The appointment marks a critical leadership transition for the U.S. central bank as it navigates rising inflation concerns and political pressure regarding monetary policy.

Warsh replaces Jerome Powell after being nominated by President Trump to lead the institution. During the ceremony, Warsh said he intends to lead the Fed with independence and resolve [2].

Central to his swearing-in was a pledge to resist external influence on the bank's primary functions. "I will never predetermine interest rates at the president's request," Warsh said [3]. This statement addresses long-standing debates over the relationship between the executive branch and the nation's monetary authority.

Warsh previously expressed his commitment to the role during the nomination process. In April, he said he was honored to serve and would uphold the Fed's mandate [4]. His arrival at the helm comes at a time when the Federal Reserve's decisions on interest rates remain the most scrutinized economic levers in the U.S. economy.

The new chair takes over the responsibility of balancing price stability and maximum employment, a task complicated by current economic volatility. By publicly distancing himself from presidential directives on rate hikes or cuts, Warsh aims to signal stability to global financial markets.

Warsh's tenure begins officially on May 22, 2026 [1], as he assumes the leadership of the board of governors and the Federal Open Market Committee.
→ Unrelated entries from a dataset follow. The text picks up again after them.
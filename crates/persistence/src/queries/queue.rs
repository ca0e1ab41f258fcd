// Copyright (C) 2026 Fred Clausen
// Use of this source code is governed by an MIT-style
// license that can be found in the LICENSE file or at
// https://opensource.org/licenses/MIT.

//! Housing waitlist queries.
//!
//! Stored scores and positions are only as fresh as the last ranking; the
//! ranked view is produced by `mutations::queue::rank_active_queue`.

use diesel::SqliteConnection;
use diesel::prelude::*;

use crate::data_models::QueueEntryData;
use crate::diesel_schema::housing_queue;
use crate::error::PersistenceError;

/// Retrieves a queue entry by ID, active or not.
///
/// # Errors
///
/// Returns an error if the database query fails.
/// Returns `Ok(None)` if the entry is not found.
pub fn get_queue_entry(
    conn: &mut SqliteConnection,
    entry_id: i64,
) -> Result<Option<QueueEntryData>, PersistenceError> {
    let result: Result<QueueEntryData, diesel::result::Error> = housing_queue::table
        .filter(housing_queue::entry_id.eq(entry_id))
        .select(QueueEntryData::as_select())
        .first(conn);

    match result {
        Ok(row) => Ok(Some(row)),
        Err(diesel::result::Error::NotFound) => Ok(None),
        Err(e) => Err(PersistenceError::from(e)),
    }
}

/// The active entry of a repatriant, if any.
///
/// # Errors
///
/// Returns an error if the database query fails.
pub fn active_entry_for_repatriant(
    conn: &mut SqliteConnection,
    repatriant_id: i64,
) -> Result<Option<QueueEntryData>, PersistenceError> {
    let result: Result<QueueEntryData, diesel::result::Error> = housing_queue::table
        .filter(housing_queue::repatriant_id.eq(repatriant_id))
        .filter(housing_queue::is_active.eq(true))
        .select(QueueEntryData::as_select())
        .first(conn);

    match result {
        Ok(row) => Ok(Some(row)),
        Err(diesel::result::Error::NotFound) => Ok(None),
        Err(e) => Err(PersistenceError::from(e)),
    }
}

/// All active entries in insertion order.
///
/// # Errors
///
/// Returns an error if the database query fails.
pub fn list_active_entries(
    conn: &mut SqliteConnection,
) -> Result<Vec<QueueEntryData>, PersistenceError> {
    Ok(housing_queue::table
        .filter(housing_queue::is_active.eq(true))
        .order(housing_queue::entry_id.asc())
        .select(QueueEntryData::as_select())
        .load(conn)?)
}

/// Counts active entries.
///
/// # Errors
///
/// Returns an error if the database query fails.
pub fn count_active_entries(conn: &mut SqliteConnection) -> Result<i64, PersistenceError> {
    Ok(housing_queue::table
        .filter(housing_queue::is_active.eq(true))
        .count()
        .get_result(conn)?)
}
"I will never predetermine interest rates at the president's request."

The appointment of Kevin Warsh is a pivotal moment for U.S. monetary policy. By explicitly promising not to predetermine interest rates at the request of the president, Warsh is attempting to preserve the 'independence' of the Federal Reserve. This independence is widely viewed by economists as essential to prevent short-term political goals from triggering long-term inflation or economic instability.